9 yaşındaki Mirvas. ’’Hayalimde doktorluk yatıyor’’derken, 13 yaşındaki Feyza, ’’Talibanı sevmiyorum, çünkü kızların okumasına izin vermiyor’’ diye konuşuyor.
12 yaşındaki Nazik ise,’’Ben ülkemi seviyorum. Amerka bunu niye yapıyor. Her gece korkuyorum ve ağlıyorum’’ diye konuşuyor.
O güzel Afganlı çocukların memleketinde 800 kişiye bir telefon, 180 kişiye bir televizyon düşüyor. Onların evleri, barkları yok. Yurtları yok. Dünyadan haberleri yok. Özetle hiçbir şeyleri yok. Onlar kendilerine yeni bir yaşam kurmak için kaçıyorlar. Bombalardan kaçıyorlar, vahşetten, dehşetten, açlıktan, sefaletten kaçıyorlar.
Şimdi, Afganistan’lı Muta Han Gesay’ın, 1976’da ülkesi için söylediklerine kulak verelim:
’’Bize yıllarca tahtlara miras oturan krallar için ’’Allah’IN gölgesidir’’ dedirttiler. Onlara, Allah’a bakar gibi baktık, boyunlarımızı eğerek ve beş vakit dualar ederek. Ve Allah asırlarca gölgeleri başımızdan eksik etmedi. Yaşamasına yaşadık, ama insanca değil. Hayvanca satılarak ve emeğimizle onları asırlarca yaşatarak. Sırtımıza vuran jandarmaya. ’’Neden vuruyorsun’’ diyemedik. Kamçısını öptük, korktuk, hep korktuk ölmekten. Açlığın kutsal isyan bayrağını açmadık. Korktuk, hep korktuk. Tanrıdan, jandarmadan , gölgelerimizden . Korktuk yaşamaktan. Bıktık ölenleri gömmekten. Evlerimiz ağıtlarla örülmüş gök kubbeye döndü.

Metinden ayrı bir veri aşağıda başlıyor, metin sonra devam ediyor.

//! AI/HPC workload generator.
//!
//! Fixed 100 ms self-timer cadence after `traffic_start_time_secs`, never
//! scaled by `traffic_rate` — the field is carried and echoed in reports,
//! but the tick period never reads it. Preserved, not fixed.

use std::collections::HashMap;

use rand::Rng;

use uet_common::config::{WorkloadConfig, WorkloadType};
use uet_common::packet::{CollectiveType, HostId, IncFields, TrafficLabel};
use uet_common::signals::SignalRegistry;
use uet_common::time::Tick;

use crate::scheduler::{Actor, Scheduler, TimerKind};
use crate::transport::Transport;

const TICK_PERIOD_SECS: f64 = 0.1;

pub struct Workload {
    actor: Actor,
    local: HostId,
    cfg: WorkloadConfig,
    sent_at: HashMap<u64, Tick>,
    messages_received: u64,
}

impl Workload {
    pub fn new(actor: Actor, local: HostId, cfg: WorkloadConfig) -> Self {
        Workload { actor, local, cfg, sent_at: HashMap::new(), messages_received: 0 }
    }

    /// This host's own count of application-level deliveries, independent
    /// of the global `workload.messagesReceived` signal — used to confirm
    /// traffic actually reaches the intended peer rather than looping back
    /// to the sender.
    pub fn messages_received(&self) -> u64 {
        self.messages_received
    }

    pub fn start(&mut self, sched: &mut Scheduler) {
        let at = uet_common::time::secs_to_ticks(self.cfg.traffic_start_time_secs);
        sched.arm_timer(at, self.actor, TimerKind::WorkloadTick);
    }

    /// The periodic traffic-generation timer fires.
    pub fn on_tick(&mut self, now: Tick, sched: &mut Scheduler, transport: &mut Transport, signals: &mut SignalRegistry) {
        let roll: f64 = sched.rng().random_range(0.0..1.0);
        if roll < self.cfg.communication_intensity {
            match self.cfg.workload_type {
                WorkloadType::AiTraining => self.generate_training(now, sched, transport, signals),
                WorkloadType::AiInference => self.generate_inference(now, sched, transport, signals),
                WorkloadType::HpcSimulation => self.generate_hpc(now, sched, transport, signals),
            }
        }

        let period = uet_common::time::secs_to_ticks(TICK_PERIOD_SECS);
        sched.arm_timer(now + period, self.actor, TimerKind::WorkloadTick);
    }

    fn generate_training(&mut self, now: Tick, sched: &mut Scheduler, transport: &mut Transport, signals: &mut SignalRegistry) {
        // The pattern only selects which peers get touched (always "every
        // other participant" per `collective()`'s contract below); it never
        // tags the packet, so every arm here is equivalent today. Kept as a
        // match so a future size-aware pattern doesn't need restructuring.
        match self.cfg.communication_pattern {
            CollectiveType::AllReduce
            | CollectiveType::AllGather
            | CollectiveType::Broadcast
            | CollectiveType::ReduceScatter => self.collective(now, sched, transport, signals),
        }
    }

    fn generate_inference(&mut self, now: Tick, sched: &mut Scheduler, transport: &mut Transport, signals: &mut SignalRegistry) {
        let dest = self.random_peer(sched);
        self.send_one(dest, TrafficLabel::InferenceRequest, None, now, sched, transport, signals);
    }

    fn generate_hpc(&mut self, now: Tick, sched: &mut Scheduler, transport: &mut Transport, signals: &mut SignalRegistry) {
        let roll: f64 = sched.rng().random_range(0.0..1.0);
        if roll < 0.3 {
            self.collective(now, sched, transport, signals);
        } else {
            let dest = self.random_peer(sched);
            self.send_one(dest, TrafficLabel::HpcPointToPoint, None, now, sched, transport, signals);
        }
    }

    /// One independent point-to-point send per peer != self within
    /// `job_size`. Never attaches `IncFields` and never calls the INC
    /// submission entry point — this layer's collective traffic is plain
    /// peer-to-peer, labelled only, by design: sending individually to
    /// each peer rather than through the INC primitive. Attaching
    /// `IncFields` here would make the switch fabric divert every
    /// collective send to INC and bounce the result back to the sender
    /// instead of the intended peer.
    fn collective(&mut self, now: Tick, sched: &mut Scheduler, transport: &mut Transport, signals: &mut SignalRegistry) {
        for peer in 0..self.cfg.job_size {
            if peer == self.local {
                continue;
            }
            self.send_one(peer, TrafficLabel::TrainingCollective, None, now, sched, transport, signals);
        }
    }

    fn random_peer(&self, sched: &mut Scheduler) -> HostId {
        sched.rng().random_range(0..self.cfg.job_size.max(1))
    }

    fn send_one(
        &mut self,
        dest: HostId,
        label: TrafficLabel,
        inc: Option<IncFields>,
        now: Tick,
        sched: &mut Scheduler,
        transport: &mut Transport,
        signals: &mut SignalRegistry,
    ) {
        let seq = transport.send(dest, self.cfg.message_size, Some(label), inc, now, sched, signals);
        self.sent_at.insert(seq, now);
        signals.incr("workload.messagesSent", 1);
    }

    /// An application-layer message is delivered from the transport below.
    pub fn on_receive(&mut self, seq: u64, byte_len: usize, now: Tick, signals: &mut SignalRegistry) {
        self.messages_received += 1;
        signals.incr("workload.messagesReceived", 1);
        if let Some(sent_at) = self.sent_at.remove(&seq) {
            let latency = uet_common::time::ticks_to_secs(now.saturating_sub(sent_at));
            signals.observe("workload.latency", latency, now);
        }
        let sim_secs = uet_common::time::ticks_to_secs(now).max(f64::MIN_POSITIVE);
        let throughput = byte_len as f64 * 8.0 / sim_secs;
        signals.observe("workload.throughput", throughput, now);
    }
}

#[cfg(test)]
mod tests {
    use super::*;
    use uet_common::config::TransportConfig;

    fn workload_cfg(workload_type: WorkloadType, pattern: CollectiveType, job_size: u32) -> WorkloadConfig {
        WorkloadConfig {
            workload_type,
            communication_pattern: pattern,
            message_size: 1024,
            job_size,
            communication_intensity: 1.0,
            traffic_start_time_secs: 0.0,
            traffic_rate: 1.0,
        }
    }

    fn transport_cfg() -> TransportConfig {
        TransportConfig {
            profile: uet_common::config::TransportProfile::AiFull,
            packet_spraying_enabled: true,
            reordering_enabled: true,
            max_reorder_buffer: 64,
            initial_congestion_window: 16,
            rdma_timeout_secs: 0.001,
            max_retransmissions: 5,
        }
    }

    #[test]
    fn training_allreduce_sends_to_every_other_peer() {
        let mut sched = Scheduler::new(1);
        let mut signals = SignalRegistry::new(false);
        let mut transport = Transport::new(Actor::Transport(0), Actor::Workload(0), Actor::Ip(0), 0, transport_cfg());
        let mut workload = Workload::new(Actor::Workload(0), 0, workload_cfg(WorkloadType::AiTraining, CollectiveType::AllReduce, 4));

        workload.on_tick(0, &mut sched, &mut transport, &mut signals);
        assert_eq!(signals.counter("workload.messagesSent"), 3);
    }

    #[test]
    fn training_collective_packets_carry_no_inc_fields() {
        // A collective send must stay a plain labelled DATA packet so the
        // fabric routes it straight to the peer instead of diverting it
        // into the INC processor and bouncing the result back to the sender.
        let mut sched = Scheduler::new(1);
        let mut signals = SignalRegistry::new(false);
        let mut transport = Transport::new(Actor::Transport(0), Actor::Workload(0), Actor::Ip(0), 0, transport_cfg());
        let mut workload = Workload::new(Actor::Workload(0), 0, workload_cfg(WorkloadType::AiTraining, CollectiveType::AllReduce, 4));

        workload.on_tick(0, &mut sched, &mut transport, &mut signals);

        let mut saw_packet = false;
        while let Some((actor, payload)) = sched.pop() {
            if let crate::scheduler::EventPayload::Packet(p) = payload {
                assert_eq!(actor, Actor::Ip(0));
                assert!(p.inc.is_none());
                assert_eq!(p.label, Some(TrafficLabel::TrainingCollective));
                saw_packet = true;
            }
        }
        assert!(saw_packet);
    }

    #[test]
    fn full_intensity_always_fires_on_tick() {
        let mut sched = Scheduler::new(5);
        let mut signals = SignalRegistry::new(false);
        let mut transport = Transport::new(Actor::Transport(1), Actor::Workload(1), Actor::Ip(1), 1, transport_cfg());
        let mut workload = Workload::new(Actor::Workload(1), 1, workload_cfg(WorkloadType::AiInference, CollectiveType::AllReduce, 4));

        workload.on_tick(0, &mut sched, &mut transport, &mut signals);
        assert_eq!(signals.counter("workload.messagesSent"), 1);
    }

    #[test]
    fn zero_intensity_never_sends() {
        let mut sched = Scheduler::new(1);
        let mut signals = SignalRegistry::new(false);
        let mut transport = Transport::new(Actor::Transport(0), Actor::Workload(0), Actor::Ip(0), 0, transport_cfg());
        let mut cfg = workload_cfg(WorkloadType::AiTraining, CollectiveType::AllReduce, 4);
        cfg.communication_intensity = 0.0;
        let mut workload = Workload::new(Actor::Workload(0), 0, cfg);

        workload.on_tick(0, &mut sched, &mut transport, &mut signals);
        assert_eq!(signals.counter("workload.messagesSent"), 0);
    }

    #[test]
    fn receive_matching_sent_sequence_emits_latency_sample() {
        let mut signals = SignalRegistry::new(false);
        let mut workload = Workload::new(Actor::Workload(0), 0, workload_cfg(WorkloadType::AiInference, CollectiveType::AllReduce, 4));
        workload.sent_at.insert(7, 0);
        workload.on_receive(7, 1024, 1_000_000, &mut signals);
        assert_eq!(signals.summary("workload.latency").unwrap().count, 1);
        assert!(!workload.sent_at.contains_key(&7));
    }

    #[test]
    fn tick_rearms_itself_regardless_of_whether_it_fired_traffic() {
        let mut sched = Scheduler::new(1);
        let mut signals = SignalRegistry::new(false);
        let mut transport = Transport::new(Actor::Transport(0), Actor::Workload(0), Actor::Ip(0), 0, transport_cfg());
        let mut cfg = workload_cfg(WorkloadType::AiTraining, CollectiveType::AllReduce, 4);
        cfg.communication_intensity = 0.0;
        let mut workload = Workload::new(Actor::Workload(0), 0, cfg);

        workload.on_tick(0, &mut sched, &mut transport, &mut signals);
        let (actor, payload) = sched.pop().unwrap();
        assert_eq!(actor, Actor::Workload(0));
        match payload {
            crate::scheduler::EventPayload::Timer { kind, .. } => assert_eq!(kind, TimerKind::WorkloadTick),
            _ => panic!("expected rearmed tick timer"),
        }
    }
}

Aldatılarak, korkutularak, zindanlarda çürütülerek yaşadık. Yaşam dinamizminden ve sevincinden uzak, Orta çağ ötesi koşullarda, uygarlık güneşinden çok uzak yaşadık. Gölgeler yönetti bizi .Bir gün değil, bir yıl değil, asırlarca. Ne usanıyorlardı emilen kanlarımızdan, ne de usanıyorlardı insan oluşumuzdan.
Ve sen anne! Nasıl korkmuştun o akşam polisler gelip oğlunu götürecek diye. Senin bir tek çocuğun vardı, çocuğunun ise milyonlarca sömürülen anası. Sen her saat Tanrı’yı çağırmıştın, ama o bir türlü duymadı seni. Göz yaşını sil, çok döktün onu. Artık zamanı ve değeri kalmadı. Unutma, yalnız ve tek değilsin. Ezilen bir halk, bir millet, bir toplumsun. Unutma, kaçanlar memleketlerinden kaçmadılar, bireysel ragatları için halkın dertlerini satmadılar. Onlar ulusal bağımsızlık ve devrimci sınıf bilinci için vurulup, parçalandılar. Onların yası tutulmaz. Onlar ölmüş değil, doğmuşlardır...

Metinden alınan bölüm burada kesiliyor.